A giudicare dai primi risultati conseguiti, si può ritenere che il M. avesse motivo di ritenersi appagato: apparentemente inspiegabili, dunque, le ragioni che lo spinsero al suicidio.
Asciutta la chiosa dei genealogisti Barbaro - Tasca: "Si annegò volontariamente al Lido. 1643"; alquanto più dettagliato il Cavalli (p. 18): "Nel 1643 entrò in così furiosa melanconia che, venutagli in uggia la vita, andò al Lido a gettarsi in mare". Dunque, all'origine della sua decisione di togliersi la vita vi fu una crisi depressiva.
La registrazione del decesso, effettuata dai provveditori alla Sanità in data 15 nov. 1642, consente solo di precisare la data dell'evento: "Il rev. don Federico Malipiero vicario di S. Antonio trovato anegato a Lio, di anni 39".

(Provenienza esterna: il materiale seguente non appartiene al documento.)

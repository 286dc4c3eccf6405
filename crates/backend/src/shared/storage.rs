//! Локальное хранилище зеркалированных файлов договоров

use once_cell::sync::OnceCell;
use std::path::{Path, PathBuf};

static STORAGE: OnceCell<FileStorage> = OnceCell::new();

#[derive(Debug, Clone)]
pub struct FileStorage {
    root: PathBuf,
}

impl FileStorage {
    pub fn new(root: impl Into<PathBuf>) -> Self {
        Self { root: root.into() }
    }

    pub fn root(&self) -> &Path {
        &self.root
    }

    /// Относительный путь файла: "<contract_id>/<file_id>"
    pub fn relative_path(contract_id: &str, file_id: &str) -> String {
        format!("{}/{}", sanitize(contract_id), sanitize(file_id))
    }

    pub fn absolute(&self, relative: &str) -> PathBuf {
        self.root.join(relative)
    }

    pub async fn write(&self, relative: &str, bytes: &[u8]) -> anyhow::Result<()> {
        let path = self.absolute(relative);
        if let Some(parent) = path.parent() {
            tokio::fs::create_dir_all(parent).await?;
        }
        tokio::fs::write(&path, bytes).await?;
        Ok(())
    }

    pub async fn read(&self, relative: &str) -> anyhow::Result<Vec<u8>> {
        Ok(tokio::fs::read(self.absolute(relative)).await?)
    }

    pub async fn exists(&self, relative: &str) -> bool {
        tokio::fs::metadata(self.absolute(relative)).await.is_ok()
    }
}

/// Оставляет только безопасные символы (без разделителей пути)
fn sanitize(segment: &str) -> String {
    segment
        .chars()
        .map(|c| {
            if c.is_ascii_alphanumeric() || c == '-' || c == '_' {
                c
            } else {
                '_'
            }
        })
        .collect()
}

pub fn initialize(root: PathBuf) -> anyhow::Result<()> {
    std::fs::create_dir_all(&root)?;
    tracing::info!("File storage: {}", root.display());
    STORAGE
        .set(FileStorage::new(root))
        .map_err(|_| anyhow::anyhow!("File storage already initialized"))
}

pub fn storage() -> anyhow::Result<&'static FileStorage> {
    STORAGE
        .get()
        .ok_or_else(|| anyhow::anyhow!("File storage has not been initialized"))
}

#[cfg(test)]
mod tests {
    use super::*;

    #[test]
    fn test_relative_path_has_no_traversal() {
        assert_eq!(FileStorage::relative_path("c-1", "f-1"), "c-1/f-1");
        assert_eq!(FileStorage::relative_path("../etc", "passwd"), "___etc/passwd");
    }

    #[tokio::test]
    async fn test_write_and_read_back() {
        let root = std::env::temp_dir().join(format!("pestdesk-storage-{}", uuid::Uuid::new_v4()));
        let storage = FileStorage::new(&root);
        let rel = FileStorage::relative_path("c-1", "f-1");

        assert!(!storage.exists(&rel).await);
        storage.write(&rel, b"%PDF-1.7").await.unwrap();
        assert!(storage.exists(&rel).await);
        assert_eq!(storage.read(&rel).await.unwrap(), b"%PDF-1.7".to_vec());

        let _ = std::fs::remove_dir_all(root);
    }
}
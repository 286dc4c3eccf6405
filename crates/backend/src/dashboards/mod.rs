pub mod d400_economics;
pub mod d401_billing;
pub mod d402_contract_pipeline;
pub mod d403_technician_ranking;
pub mod d404_technician_portal;
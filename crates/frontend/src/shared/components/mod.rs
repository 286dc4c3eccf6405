pub mod page_header;
pub mod period_selector;
pub mod podium;
pub mod stat_card;

pub use page_header::{LoadState, PageHeader};
pub use period_selector::{default_range, PeriodSelector};
pub use podium::{Podium, PodiumPlace};
pub use stat_card::{CardTone, StatCard};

Fonti e Bibl.: Arch. di Stato di Venezia, Misc. codd., I, St. veneta, 20: M. Barbaro - A.M. Tasca, Arbori de' patritii veneti, IV, c. 392; Segretario alle voci, Elezioni in Maggior Consiglio, reg. 15, c. 89; Corporazioni soppresse, S. Salvador, b. 4/I; Notarile. Testamenti, b. 288/192; Provveditori e Sopraprovveditori alla Sanità, Necrologi, reg. 871, sub 15 nov. 1642; P.A. Zeno, Memoria de' scrittori veneti patritii(, Venetia 1661, p. 77; F. Cavalli, La scienza politica in Italia, III, Venezia 1876, pp. 18 s.; T. Bozza, Scrittori politici italiani dal 1550 al 1650. Saggio di bibliografia, Roma 1949, p. 184; F. Antonini, La polemica sui romanzi religiosi: una lettera da Parigi di Ferrante Pallavicino, in Studi secenteschi, XXXI (1990), pp. 30-32, 49-51.